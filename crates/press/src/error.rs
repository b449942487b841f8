//! CLI error types.

use std::path::PathBuf;

use press_config::ConfigError;

/// CLI error type.
#[derive(Debug, thiserror::Error)]
pub(crate) enum CliError {
    #[error("{0}")]
    Config(#[from] ConfigError),

    #[error("{0}")]
    Io(#[from] std::io::Error),

    #[error("{}: {source}", path.display())]
    File {
        path: PathBuf,
        #[source]
        source: std::io::Error,
    },

    #[error("{0}")]
    Server(String),

    /// One or more requested formats could not be rendered.
    #[error("failed to render {0}")]
    Render(String),
}

impl CliError {
    pub(crate) fn file(path: impl Into<PathBuf>) -> impl FnOnce(std::io::Error) -> Self {
        let path = path.into();
        move |source| Self::File { path, source }
    }
}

::::

▶ _Problem to solve_: If a line of the data includes the word "path", it counts; give how many lines do, as a bare number.

▶ _Written answer_: 6